Add IJMPR replication (#1436)

erikcs · web-flow · commit ba9f993c8446 · 2024-09-03T20:50:03.000-07:00
diff --git a/README.md b/README.md
@@ -161,6 +161,10 @@ Imke Mayer, Erik Sverdrup, Tobias Gauss, Jean-Denis Moyer, Stefan Wager and Juli
 [<a href="https://projecteuclid.org/euclid.aoas/1600454872">paper</a>,
 <a href="https://arxiv.org/pdf/1910.10624.pdf">arxiv</a>]
 
+Erik Sverdrup, Maria Petukhova, and Stefan Wager.
+<b>Estimating Treatment Effect Heterogeneity in Psychiatry: A Review and Tutorial with Causal Forests.</b> 2024.
+[<a href="https://arxiv.org/abs/2409.01578">arxiv</a>]
+
 Stefan Wager and Susan Athey.
 <b>Estimation and Inference of Heterogeneous Treatment Effects using Random Forests.</b>
 <i>Journal of the American Statistical Association</i>, 113(523), 2018.

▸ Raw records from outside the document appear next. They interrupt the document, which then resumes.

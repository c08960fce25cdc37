use thiserror::Error;

#[derive(Error, Debug)]
pub enum ResearchError {
    #[error("invalid input: {0}")]
    Validation(String),

    #[error("upstream error: {message}")]
    Upstream { status: Option<u16>, message: String },

    #[error("cached result unavailable")]
    CacheMiss,

    #[error("cache error: {0}")]
    Cache(String),

    #[error("storage error: {0}")]
    Storage(String),

    #[error("llm output invalid: {0}")]
    LlmInvalid(String),

    #[error("llm unavailable: {0}")]
    LlmUnavailable(String),

    #[error("{0}")]
    Other(String),
}

impl ResearchError {
    pub fn upstream(status: Option<u16>, message: impl Into<String>) -> Self {
        ResearchError::Upstream {
            status,
            message: message.into(),
        }
    }

    /// Status code preserved from the vendor response, if any.
    pub fn status(&self) -> Option<u16> {
        match self {
            ResearchError::Upstream { status, .. } => *status,
            _ => None,
        }
    }
}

diff --git a/experiments/README.md b/experiments/README.md
@@ -12,6 +12,8 @@ This directory contains replication code for
 
 * Mayer, Sverdrup, Gauss, Moyer, Wager, and Josse (2020): This is available at https://github.com/imkemayer/causal-inference-missing
 
+* Sverdrup, Petukhova, and Wager (2024): `ijmpr`
+
 * Wager and Athey (2018): This paper is not based on GRF, but on the deprecated `causalForest`. For replication code see https://github.com/swager/causalForest
 
 * Yadlowsky, Fleming, Shah, Brunskill, and Wager (2021): The method is available in the GRF function `rank_average_treatment_effect`. For replication code see https://github.com/som-shahlab/RATE-experiments
@@ -46,6 +48,10 @@ Imke Mayer, Erik Sverdrup, Tobias Gauss, Jean-Denis Moyer, Stefan Wager and Juli
 [<a href="https://projecteuclid.org/euclid.aoas/1600454872">paper</a>,
 <a href="https://arxiv.org/pdf/1910.10624.pdf">arxiv</a>]
 
+Erik Sverdrup, Maria Petukhova, and Stefan Wager.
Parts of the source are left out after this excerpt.